WHAT THIS TASK INVOLVES
When you reach the line containing "fn api<K>(client: &Client, namespace: Option<&str>)" in the data below, begin returning lines exactly as written, and stop once the line containing "Controller::new(api::<K>(client, namespace), Config::default())" has been returned.

[Items from a data source]
//! Wiring of the reconcilers into kube-runtime controllers.

use std::{
    future::Future,
    sync::Arc,
    time::{Duration, Instant},
};

use cloudnet_operator_apis::{
    NatGateway, Network, ProviderConfig, PublicIp, SecurityGroup, SecurityGroupRule, SnatRule,
    Subnet,
};
use futures::StreamExt;
use k8s_openapi::{api::core::v1::Secret, NamespaceResourceScope};
use kube::{Api, Client, Resource, ResourceExt};
use kube_runtime::{
    controller::{self, Action},
    reflector::ObjectRef,
    watcher::{self, Config},
    Controller,
};
use opentelemetry::{
    global,
    metrics::{Counter, Histogram, Meter},
    KeyValue,
};
use serde::de::DeserializeOwned;
use tokio::{task::JoinHandle, time::sleep};

use crate::{
    errors::ControllerError,
    kinds::provider_config::{self, provider_configs_for_secret},
    reconciler::{self, Context, ManagedKind},
    utils::metric_name,
};

const CLOUDNET_CONTROLLER: &str = "cloudnet_controller";

/// Reconcile duration buckets in milliseconds.
const DURATION_BUCKETS: [f64; 9] = [
    200.0, 400.0, 800.0, 1600.0, 3200.0, 6400.0, 12800.0, 25600.0, 51200.0,
];

/// The reconciler context of one controller, adding per kind metrics.
pub(crate) struct ControllerContext {
    ctx: Arc<Context>,
    kind: String,
    reconcile_count: Counter<u64>,
    reconcile_duration: Histogram<u64>,
}

impl ControllerContext {
    pub fn new(ctx: Arc<Context>, kind: &str) -> Self {
        let meter: Meter = global::meter(CLOUDNET_CONTROLLER);
        let reconcile_count = meter
            .u64_counter(metric_name("reconcile_count"))
            .with_description("Count of reconcile invocations")
            .build();
        let reconcile_duration = meter
            .u64_histogram(metric_name("reconcile_duration_ms"))
            .with_description("Reconcile duration in milliseconds")
            .with_unit("ms")
            .with_boundaries(DURATION_BUCKETS.to_vec())
            .build();
        Self {
            ctx,
            kind: kind.to_string(),
            reconcile_count,
            reconcile_duration,
        }
    }

    fn labels<K: Resource>(&self, object: &K) -> [KeyValue; 3] {
        [
            KeyValue::new("kind", self.kind.clone()),
            KeyValue::new("object_name", object.name_any()),
            KeyValue::new("object_namespace", object.namespace().unwrap_or_default()),
        ]
    }

    /// Run `reconcile` on `object`, counting and timing the invocation.
    async fn measure<K, F>(&self, object: Arc<K>, reconcile: F) -> Result<Action, ControllerError>
    where
        K: Resource,
        F: Future<Output = Result<Action, ControllerError>>,
    {
        let labels = self.labels(object.as_ref());
        let start = Instant::now();
        let result = reconcile.await;
        let duration = Instant::now() - start;
        self.reconcile_count.add(1, &labels);
        self.reconcile_duration
            .record(duration.as_millis() as u64, &labels);
        result
    }
}

async fn reconcile_managed<K: ManagedKind>(
    object: Arc<K>,
    me: Arc<ControllerContext>,
) -> Result<Action, ControllerError> {
    me.measure(
        object.clone(),
        reconciler::reconcile(object, me.ctx.clone()),
    )
    .await
}

async fn reconcile_provider_config(
    object: Arc<ProviderConfig>,
    me: Arc<ControllerContext>,
) -> Result<Action, ControllerError> {
    me.measure(
        object.clone(),
        provider_config::reconcile(object, me.ctx.clone()),
    )
    .await
}

/// The controller triggers this on reconcile errors
fn error_policy<K>(_object: Arc<K>, error: &ControllerError, _ctx: Arc<ControllerContext>) -> Action {
    if error.is_temporary() {
        Action::requeue(Duration::from_secs(30))
    } else {
        Action::requeue(Duration::from_secs(300))
    }
}

async fn report<K>(
    kind: &str,
    res: Result<(ObjectRef<K>, Action), controller::Error<ControllerError, watcher::Error>>,
) where
    K: Resource,
    K::DynamicType: std::fmt::Debug,
{
    match res {
        Ok(o) => {
            debug!("reconciled {:?}", o);
        }
        Err(e) => {
            let meter: Meter = global::meter(CLOUDNET_CONTROLLER);
            let reconcile_errors = meter
                .u64_counter(metric_name("reconcile_errors"))
                .with_description("Count of reconcile invocation errors")
                .build();
            let labels = &[KeyValue::new("kind", kind.to_string())];
            match e {
                a @ controller::Error::QueueError { .. } => {
                    debug!("reconcile of {} failed: {:?}", kind, a);
                    reconcile_errors.add(1, labels);
                    // Slow down on errors caused by missing CRDs or permissions.
                    sleep(Duration::from_secs(30)).await;
                }
                a @ controller::Error::ObjectNotFound { .. } => {
                    debug!("reconcile of {} failed: {:?}", kind, a);
                }
                e => {
                    warn!("reconcile of {} failed: {:?}", kind, e);
                    reconcile_errors.add(1, labels);
                }
            }
        }
    }
}

/// The API of `K` in `namespace`, or across all namespaces if `None`.
fn api<K>(client: &Client, namespace: Option<&str>) -> Api<K>
where
    K: Resource<DynamicType = (), Scope = NamespaceResourceScope> + DeserializeOwned,
{
    match namespace {
        Some(ns) => Api::namespaced(client.clone(), ns),
        None => Api::all(client.clone()),
    }
}

/// Run the controller of managed resource kind `K`.
pub(crate) fn managed<K>(
    client: &Client,
    namespace: Option<&str>,
    ctx: Arc<Context>,
) -> impl Future<Output = ()> + use<K>
where
    K: ManagedKind + Resource<Scope = NamespaceResourceScope>,
{
    let kind = K::kind(&()).to_string();
    info!("starting {} controller", kind);
    let me = Arc::new(ControllerContext::new(ctx, &kind));
    Controller::new(api::<K>(client, namespace), Config::default())
        .run(reconcile_managed::<K>, error_policy, me)
        .for_each(move |res| {
            let kind = kind.clone();
            async move { report(&kind, res).await }
        })
}

/// Run the ProviderConfig controller, re-validating configs when their
/// credentials Secret changes.
pub(crate) fn provider_configs(
    client: &Client,
    namespace: Option<&str>,
    ctx: Arc<Context>,
) -> impl Future<Output = ()> + use<> {
    let kind = ProviderConfig::kind(&()).to_string();
    info!("starting {} controller", kind);
    let me = Arc::new(ControllerContext::new(ctx, &kind));
    let controller = Controller::new(api::<ProviderConfig>(client, namespace), Config::default());
    let configs = controller.store();
    controller
        .watches(
            api::<Secret>(client, namespace),
            Config::default(),
            move |secret| provider_configs_for_secret(&secret, &configs.state()),
        )
        .run(reconcile_provider_config, error_policy, me)
        .for_each(move |res| {
            let kind = kind.clone();
            async move { report(&kind, res).await }
        })
}

/// Spawn the ProviderConfig controller and one controller per managed kind
/// onto the runtime's worker threads.
pub(crate) fn spawn_all(
    client: &Client,
    namespace: Option<&str>,
    ctx: Arc<Context>,
) -> Vec<JoinHandle<()>> {
    vec![
        tokio::spawn(provider_configs(client, namespace, ctx.clone())),
        tokio::spawn(managed::<Network>(client, namespace, ctx.clone())),
        tokio::spawn(managed::<Subnet>(client, namespace, ctx.clone())),
        tokio::spawn(managed::<SecurityGroup>(client, namespace, ctx.clone())),
        tokio::spawn(managed::<SecurityGroupRule>(client, namespace, ctx.clone())),
        tokio::spawn(managed::<PublicIp>(client, namespace, ctx.clone())),
        tokio::spawn(managed::<NatGateway>(client, namespace, ctx.clone())),
        tokio::spawn(managed::<SnatRule>(client, namespace, ctx)),
    ]
}

#[cfg(test)]
mod tests {
    use super::*;
    use crate::{reconciler::tests::setup, testing::*};

    fn spawnable<F, R>(_: F)
    where
        F: Fn(&Client, Option<&str>, Arc<Context>) -> R,
        R: Future<Output = ()> + Send + 'static,
    {
    }

    #[test]
    fn controllers_can_run_on_worker_threads() {
        spawnable(provider_configs);
        spawnable(managed::<Network>);
        spawnable(managed::<Subnet>);
        spawnable(managed::<SecurityGroup>);
        spawnable(managed::<SecurityGroupRule>);
        spawnable(managed::<PublicIp>);
        spawnable(managed::<NatGateway>);
        spawnable(managed::<SnatRule>);
    }

    #[test]
    fn requeue_depends_on_error_kind() {
        let (_store, _cloud, ctx) = setup();
        let me = Arc::new(ControllerContext::new(ctx, "Network"));
        let object = Arc::new(network("default", "main"));
        assert_eq!(
            Action::requeue(Duration::from_secs(30)),
            error_policy(
                object.clone(),
                &ControllerError::ReferenceCheck("busy".to_string()),
                me.clone()
            )
        );
        let invalid = serde_json::from_str::<Network>("{").unwrap_err();
        assert_eq!(
            Action::requeue(Duration::from_secs(300)),
            error_policy(object, &ControllerError::Serde(invalid), me)
        );
    }

    #[test]
    fn labels_name_the_object() {
        let (_store, _cloud, ctx) = setup();
        let me = ControllerContext::new(ctx, "Network");
        let labels = me.labels(&network("default", "main"));
        assert_eq!(KeyValue::new("kind", "Network"), labels[0]);
        assert_eq!(KeyValue::new("object_name", "main"), labels[1]);
        assert_eq!(KeyValue::new("object_namespace", "default"), labels[2]);
    }

    #[tokio::test]
    async fn measure_passes_the_result_through() {
        let (store, _cloud, ctx) = setup();
        store.insert(&network("default", "main"));
        let me = ControllerContext::new(ctx, "Network");
        let object = Arc::new(network("default", "main"));
        let result = me
            .measure(object, async { Ok(Action::await_change()) })
            .await;
        assert_eq!(Action::await_change(), result.unwrap());
    }
}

RESPONSE BELOW
fn api<K>(client: &Client, namespace: Option<&str>) -> Api<K>
where
    K: Resource<DynamicType = (), Scope = NamespaceResourceScope> + DeserializeOwned,
{
    match namespace {
        Some(ns) => Api::namespaced(client.clone(), ns),
        None => Api::all(client.clone()),
    }
}

/// Run the controller of managed resource kind `K`.
pub(crate) fn managed<K>(
    client: &Client,
    namespace: Option<&str>,
    ctx: Arc<Context>,
) -> impl Future<Output = ()> + use<K>
where
    K: ManagedKind + Resource<Scope = NamespaceResourceScope>,
{
    let kind = K::kind(&()).to_string();
    info!("starting {} controller", kind);
    let me = Arc::new(ControllerContext::new(ctx, &kind));
    Controller::new(api::<K>(client, namespace), Config::default())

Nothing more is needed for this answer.